The frozen lake is no more…instead seagulls feed at will with madness, flying all over the place.
Some say life is like a roll of toilet paper…the closer to the end, the faster it goes.
Some say life is like a cigarette…a pleasure at the beginning but stinky at the end (and only a bad smell left…Yikes!).
Some say life is like getting drunk…laughing and dancing with abandon at first, to end up unable to stand and walk by the end…Aw!
New technologies = easier life…incommunicado!
Facing the unknown from the comfort of an internet terminal at home equals little experience in facing life for the growing child. The art of physical interaction become lost.
Nowadays, and for more and more people, the number of minutes used on the cell phone seems to be inversely proportional to the amount of company felt.
A mirror shows just the machine, but not the driver.
Getting lost in the requirements of survival and their luxury extensions, that brings enhanced pleasures to the instincts. Starving souls leaving the physical plane?
All the spirits gather in the ether and conform the thinking and deciding entity that controls the cosmos…God is a Union!
Thinking in a bi-dimensional plane there are only two options to the problem. In a tri-dimensional plane there are six. (At least it becomes an “intelligent” confusion!)
I guess I’ve spent too much time without writing, and the thoughts fly around like small, winged demons, making fun of the driver!
Raul
Posted by Raul on January 10, 2011

When I see high school teenagers driving a fairly new sport car, having lunch at a restaurant, meeting at a Starbucks for a friendly chat while sipping a coffee or some surfing in a modern laptop, it makes me wonder how their lives will be in the future.
What would happen when, from an early age, a teenage kid gets accustomed to experience and enjoy some “pleasures” of life that are supposedly reserved for an adult that already have accomplished something in life?
The first time can be magic, but the time number twenty is not that much, and by the time number fifty, it has become a routine that classifies as a standard necessity instead of a pleasure to enjoy.
Parents provided and children had an easy life. Asking for a car at the age of fifteen; having money to eat at restaurants, having a coffee at Starbucks and using the latest cell phone in the market; living the life of a well paid professional when still going to High School and sometimes not even getting good grades!
How much money they will have to generate in the near future to sustain a higher life that has become just the base for them? What could be a nice honeymoon trip when graduation from high school with a “C” implies a cruise to the Bahamas?
I can understand the concept of giving the “taste” as a motivational way, but when the results in school don’t reflect constructing the base to reach the presented image and standard to achieve; then the good intentions become a misleading guidance.
Instead of earning every little advantage, that should create the mentality of working hard to supply the needs and enjoy a small luxury from time to time, the concept generated in teenagers these days is that they have to be surrounded by the expensive and the latest, and disregarded the part of generating the income necessary to supply such luxuries.

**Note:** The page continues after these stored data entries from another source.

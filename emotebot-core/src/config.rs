// File: src/config.rs

use std::collections::HashMap;
use std::fmt;
use std::path::Path;
use std::time::Duration;

use serde::Deserialize;
use tracing::debug;

use crate::Error;

pub const DEFAULT_HOST: &str = "irc.chat.twitch.tv";
pub const DEFAULT_PORT: u16 = 6697;

/// Top-level bot configuration, read from a TOML file.
///
/// ```toml
/// [identity]
/// username = "emotebot"
/// password = "oauth:abcdef"
///
/// [connection]
/// channels = ["#somechannel"]
///
/// [bot]
/// emote = "PogChamp"
/// auto_post = true
/// auto_post_delay_ms = 900000
/// auto_post_rng_delay_ms = 300000
///
/// [bot.tier_prefixes]
/// 1000 = "Thanks for the sub!"
/// ```
#[derive(Debug, Clone, Deserialize)]
pub struct BotConfig {
    pub identity: IdentityConfig,
    #[serde(default)]
    pub connection: ConnectionConfig,
    pub bot: BotOptions,
}

#[derive(Clone, Deserialize)]
pub struct IdentityConfig {
    pub username: String,
    /// Chat token, usually of the form `oauth:xxxx`.
    #[serde(default)]
    pub password: String,
    /// Application client id, sent along with stream status queries.
    #[serde(default)]
    pub client_id: Option<String>,
}

// keep the token out of the logs
impl fmt::Debug for IdentityConfig {
    fn fmt(&self, f: &mut fmt::Formatter<'_>) -> fmt::Result {
        f.debug_struct("IdentityConfig")
            .field("username", &self.username)
            .field("password", &"<redacted>")
            .field("client_id", &self.client_id)
            .finish()
    }
}

#[derive(Debug, Clone, Deserialize)]
pub struct ConnectionConfig {
    #[serde(default = "default_host")]
    pub host: String,
    #[serde(default = "default_port")]
    pub port: u16,
    #[serde(default = "default_secure")]
    pub secure: bool,
    #[serde(default)]
    pub channels: Vec<String>,
}

impl Default for ConnectionConfig {
    fn default() -> Self {
        Self {
            host: default_host(),
            port: default_port(),
            secure: default_secure(),
            channels: Vec::new(),
        }
    }
}

#[derive(Debug, Clone, Deserialize)]
pub struct BotOptions {
    pub emote: String,
    #[serde(default)]
    pub auto_post: bool,
    #[serde(default)]
    pub reply_mentions: bool,
    #[serde(default)]
    pub greet_subs: bool,
    #[serde(default = "default_auto_post_delay")]
    pub auto_post_delay_ms: u64,
    #[serde(default = "default_auto_post_rng_delay")]
    pub auto_post_rng_delay_ms: u64,
    /// Pause before re-querying after a malformed stream status response.
    /// Zero re-queries immediately.
    #[serde(default)]
    pub live_check_retry_delay_ms: u64,
    /// Extra text for sub greetings, keyed by plan id (`Prime`, `1000`, `2000`, `3000`).
    #[serde(default)]
    pub tier_prefixes: HashMap<String, String>,
}

fn default_host() -> String {
    DEFAULT_HOST.to_string()
}

fn default_port() -> u16 {
    DEFAULT_PORT
}

fn default_secure() -> bool {
    true
}

fn default_auto_post_delay() -> u64 {
    15 * 60 * 1000
}

fn default_auto_post_rng_delay() -> u64 {
    5 * 60 * 1000
}

/// Auto-post timing derived from [`BotOptions`].
#[derive(Debug, Clone, Copy, PartialEq, Eq)]
pub struct AutoPostTiming {
    pub base_delay: Duration,
    pub rng_delay: Duration,
}

impl AutoPostTiming {
    pub fn new(base_delay: Duration, rng_delay: Duration) -> Self {
        Self { base_delay, rng_delay }
    }

    /// Interval between stream status queries.
    pub fn live_check_interval(&self) -> Duration {
        self.base_delay.saturating_sub(self.rng_delay / 2)
    }
}

impl BotConfig {
    /// Reads and validates the config at `path`, then applies
    /// `EMOTEBOT_USERNAME`, `EMOTEBOT_PASSWORD` and `EMOTEBOT_CLIENT_ID`
    /// from the environment.
    pub fn load(path: impl AsRef<Path>) -> Result<Self, Error> {
        let path = path.as_ref();
        debug!("Loading config from {}", path.display());
        let data = std::fs::read_to_string(path)?;

        let mut config: BotConfig = toml::from_str(&data)?;
        config.apply_overrides(|key| std::env::var(key).ok());
        config.finish()
    }

    /// Parses a config from a TOML string without consulting the environment.
    pub fn from_toml_str(data: &str) -> Result<Self, Error> {
        let config: BotConfig = toml::from_str(data)?;
        config.finish()
    }

    pub fn apply_overrides<F>(&mut self, lookup: F)
    where
        F: Fn(&str) -> Option<String>,
    {
        if let Some(username) = lookup("EMOTEBOT_USERNAME") {
            self.identity.username = username;
        }
        if let Some(password) = lookup("EMOTEBOT_PASSWORD") {
            self.identity.password = password;
        }
        if let Some(client_id) = lookup("EMOTEBOT_CLIENT_ID") {
            self.identity.client_id = Some(client_id);
        }
    }

    fn finish(mut self) -> Result<Self, Error> {
        self.identity.username = self.identity.username.trim().to_lowercase();
        let mut channels: Vec<String> = Vec::new();
        for channel in self.connection.channels.iter().map(|c| normalize_channel(c)) {
            if channel.len() > 1 && !channels.contains(&channel) {
                channels.push(channel);
            }
        }
        self.connection.channels = channels;
        self.validate()?;
        Ok(self)
    }

    pub fn validate(&self) -> Result<(), Error> {
        if self.identity.username.is_empty() {
            return Err(Error::Config("identity.username must not be empty".into()));
        }
        if self.identity.password.trim().is_empty() {
            return Err(Error::Config("identity.password must not be empty".into()));
        }
        if self.connection.channels.is_empty() {
            return Err(Error::Config("connection.channels must list at least one channel".into()));
        }
        if self.bot.emote.trim().is_empty() {
            return Err(Error::Config("bot.emote must not be empty".into()));
        }
        if self.bot.auto_post_delay_ms < self.bot.auto_post_rng_delay_ms / 2 {
            return Err(Error::Config(format!(
                "bot.auto_post_delay_ms ({}) must be at least half of bot.auto_post_rng_delay_ms ({})",
                self.bot.auto_post_delay_ms, self.bot.auto_post_rng_delay_ms
            )));
        }
        Ok(())
    }

    pub fn timing(&self) -> AutoPostTiming {
        AutoPostTiming::new(
            Duration::from_millis(self.bot.auto_post_delay_ms),
            Duration::from_millis(self.bot.auto_post_rng_delay_ms),
        )
    }

    pub fn live_check_retry_delay(&self) -> Duration {
        Duration::from_millis(self.bot.live_check_retry_delay_ms)
    }

    pub fn tier_prefix(&self, plan: &str) -> Option<&str> {
        self.bot.tier_prefixes.get(plan).map(String::as_str)
    }

    /// The chat token without its `oauth:` marker, as used for API bearer auth.
    pub fn bearer_token(&self) -> &str {
        let password = self.identity.password.trim();
        password.strip_prefix("oauth:").unwrap_or(password)
    }
}

/// `Foo` and `#foo` both become `#foo`.
pub fn normalize_channel(channel: &str) -> String {
    let name = channel.trim().trim_start_matches('#').to_lowercase();
    format!("#{}", name)
}
//! src/platforms/twitch_irc/message.rs

use std::collections::HashMap;

/// A single parsed IRC line from Twitch.
#[derive(Debug, Clone, Default, PartialEq, Eq)]
pub struct IrcMessage {
    pub tags: HashMap<String, String>,
    pub prefix: Option<String>,
    pub command: String,
    pub params: Vec<String>,
    pub trailing: Option<String>,
}

impl IrcMessage {
    pub fn parse(line: &str) -> Self {
        let mut rest = line.trim_end_matches(['\r', '\n']);
        let mut msg = Self::default();

        // 1) tags
        if let Some(stripped) = rest.strip_prefix('@') {
            let (tags, tail) = stripped.split_once(' ').unwrap_or((stripped, ""));
            msg.tags = parse_tags(tags);
            rest = tail.trim_start();
        }

        // 2) prefix
        if let Some(stripped) = rest.strip_prefix(':') {
            let (prefix, tail) = stripped.split_once(' ').unwrap_or((stripped, ""));
            msg.prefix = Some(prefix.to_string());
            rest = tail.trim_start();
        }

        // 3) command
        let (command, tail) = rest.split_once(' ').unwrap_or((rest, ""));
        msg.command = command.to_ascii_uppercase();
        rest = tail;

        // 4) params and trailing
        let (params, trailing) = if let Some(text) = rest.strip_prefix(':') {
            ("", Some(text))
        } else if let Some(idx) = rest.find(" :") {
            (&rest[..idx], Some(&rest[idx + 2..]))
        } else {
            (rest, None)
        };
        msg.params = params.split_whitespace().map(str::to_string).collect();
        msg.trailing = trailing.map(str::to_string);

        msg
    }

    /// Nick part of a `nick!user@host` prefix.
    pub fn nick(&self) -> Option<&str> {
        let prefix = self.prefix.as_deref()?;
        prefix.split_once('!').map(|(nick, _)| nick)
    }

    pub fn channel(&self) -> Option<&str> {
        self.params.first().map(String::as_str).filter(|p| p.starts_with('#'))
    }

    pub fn tag(&self, key: &str) -> Option<&str> {
        self.tags.get(key).map(String::as_str)
    }
}

fn parse_tags(raw: &str) -> HashMap<String, String> {
    raw.split(';')
        .filter(|kv| !kv.is_empty())
        .map(|kv| {
            let (key, value) = kv.split_once('=').unwrap_or((kv, ""));
            (key.to_string(), unescape_tag_value(value))
        })
        .collect()
}

/// Undoes IRCv3 tag value escaping (`\s`, `\:`, `\\`, `\r`, `\n`).
pub fn unescape_tag_value(value: &str) -> String {
    let mut out = String::with_capacity(value.len());
    let mut chars = value.chars();
    while let Some(c) = chars.next() {
        if c != '\\' {
            out.push(c);
            continue;
        }
        match chars.next() {
            Some('s') => out.push(' '),
            Some(':') => out.push(';'),
            Some('\\') => out.push('\\'),
            Some('r') => out.push('\r'),
            Some('n') => out.push('\n'),
            Some(other) => out.push(other),
            None => {}
        }
    }
    out
}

It is acquiring prestige by the possession and continual use of the latest material elements, rather than the pride of being good at something.
And then, what would happen when the material possessions are lost due to…let’s say…a falling economy. Those who have lived a life of pride based on owning material luxury would become lost and without identity when loosing the material elements; while those who acquired pride by the sense of knowledge and expertise will still have their pride, even if is under a new, deprived economic situation.